[Opening DATA PROVIDED section]

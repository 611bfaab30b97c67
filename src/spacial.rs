pub type Vector = nalgebra::Vector2<f64>;
pub type Position = nalgebra::Point2<f64>;

pub trait ToVector {
    fn to_vector(self) -> Vector;
}

impl ToVector for Position {
    fn to_vector(self) -> Vector {
        Vector::new(self.x, self.y)
    }
}

/// Conversions between nalgebra positions and the lyon points used for curve math.
pub trait ToLyonPoint {
    fn to_lyon(self) -> lyon::geom::Point<f64>;
}

impl ToLyonPoint for Position {
    fn to_lyon(self) -> lyon::geom::Point<f64> {
        lyon::geom::point(self.x, self.y)
    }
}

pub trait FromLyonPoint {
    fn from_lyon(value: lyon::geom::Point<f64>) -> Self;
}

impl FromLyonPoint for Position {
    fn from_lyon(value: lyon::geom::Point<f64>) -> Self {
        Self::new(value.x, value.y)
    }
}

pub trait Reflect {
    /// Mirror `self` through `pivot`, e.g. a previous control point through the current pen position.
    fn reflect_about(self, pivot: Position) -> Self;
}

impl Reflect for Position {
    fn reflect_about(self, pivot: Position) -> Self {
        Self::new(2.0 * pivot.x - self.x, 2.0 * pivot.y - self.y)
    }
}
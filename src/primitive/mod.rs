use std::io::Write;

use log::trace;

use crate::aperture::Aperture;
use crate::geometry::BoundingBox;

mod arc;
mod circle;
mod line;
mod polygon;
mod text;

pub use arc::*;
pub use circle::*;
pub use line::*;
pub use polygon::*;
pub use text::*;

/// Capabilities shared by every shape that can be placed on a layer.
pub trait Primitive {
    /// Emit the draw sequence for this shape.
    ///
    /// The layer has already written `G54D<aperture_index>*` when this is called, so `aperture_index` is informational
    /// and implementations must not select it again. `None` means the shape requested no aperture and selects its own
    /// (region fills use the built-in one).
    fn write_gerber<W: Write>(&self, w: &mut W, aperture_index: Option<u32>) -> std::io::Result<()>;

    /// The aperture to select before drawing, `None` for region fills.
    fn aperture(&self) -> Option<Aperture>;

    /// Computed once, primitives must not be changed after being queried.
    fn bounding_box(&self) -> BoundingBox;
}

#[derive(Debug, Clone)]
pub enum GerberPrimitive {
    Arc(ArcPrimitive),
    Circle(CirclePrimitive),
    Line(LinePrimitive),
    Polygon(PolygonPrimitive),
    Text(TextPrimitive),
}

impl Primitive for GerberPrimitive {
    fn write_gerber<W: Write>(&self, w: &mut W, aperture_index: Option<u32>) -> std::io::Result<()> {
        trace!("writing primitive: {:?}", self);
        match self {
            GerberPrimitive::Arc(primitive) => primitive.write_gerber(w, aperture_index),
            GerberPrimitive::Circle(primitive) => primitive.write_gerber(w, aperture_index),
            GerberPrimitive::Line(primitive) => primitive.write_gerber(w, aperture_index),
            GerberPrimitive::Polygon(primitive) => primitive.write_gerber(w, aperture_index),
            GerberPrimitive::Text(primitive) => primitive.write_gerber(w, aperture_index),
        }
    }

    fn aperture(&self) -> Option<Aperture> {
        match self {
            GerberPrimitive::Arc(primitive) => primitive.aperture(),
            GerberPrimitive::Circle(primitive) => primitive.aperture(),
            GerberPrimitive::Line(primitive) => primitive.aperture(),
            GerberPrimitive::Polygon(primitive) => primitive.aperture(),
            GerberPrimitive::Text(primitive) => primitive.aperture(),
        }
    }

    fn bounding_box(&self) -> BoundingBox {
        match self {
            GerberPrimitive::Arc(primitive) => primitive.bounding_box(),
            GerberPrimitive::Circle(primitive) => primitive.bounding_box(),
            GerberPrimitive::Line(primitive) => primitive.bounding_box(),
            GerberPrimitive::Polygon(primitive) => primitive.bounding_box(),
            GerberPrimitive::Text(primitive) => primitive.bounding_box(),
        }
    }
}

macro_rules! impl_from_primitive {
    ($variant:ident, $primitive:ident) => {
        impl From<$primitive> for GerberPrimitive {
            fn from(value: $primitive) -> Self {
                GerberPrimitive::$variant(value)
            }
        }
    };
}

impl_from_primitive!(Arc, ArcPrimitive);
impl_from_primitive!(Circle, CirclePrimitive);
impl_from_primitive!(Line, LinePrimitive);
impl_from_primitive!(Polygon, PolygonPrimitive);
impl_from_primitive!(Text, TextPrimitive);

[Closing DATA PROVIDED section]

§ WHAT THE EXERCISE ASKS: In the records above, how many lines include "ToVector"? Reply only with the number.

§ OUTPUT OF THE EXERCISE: 2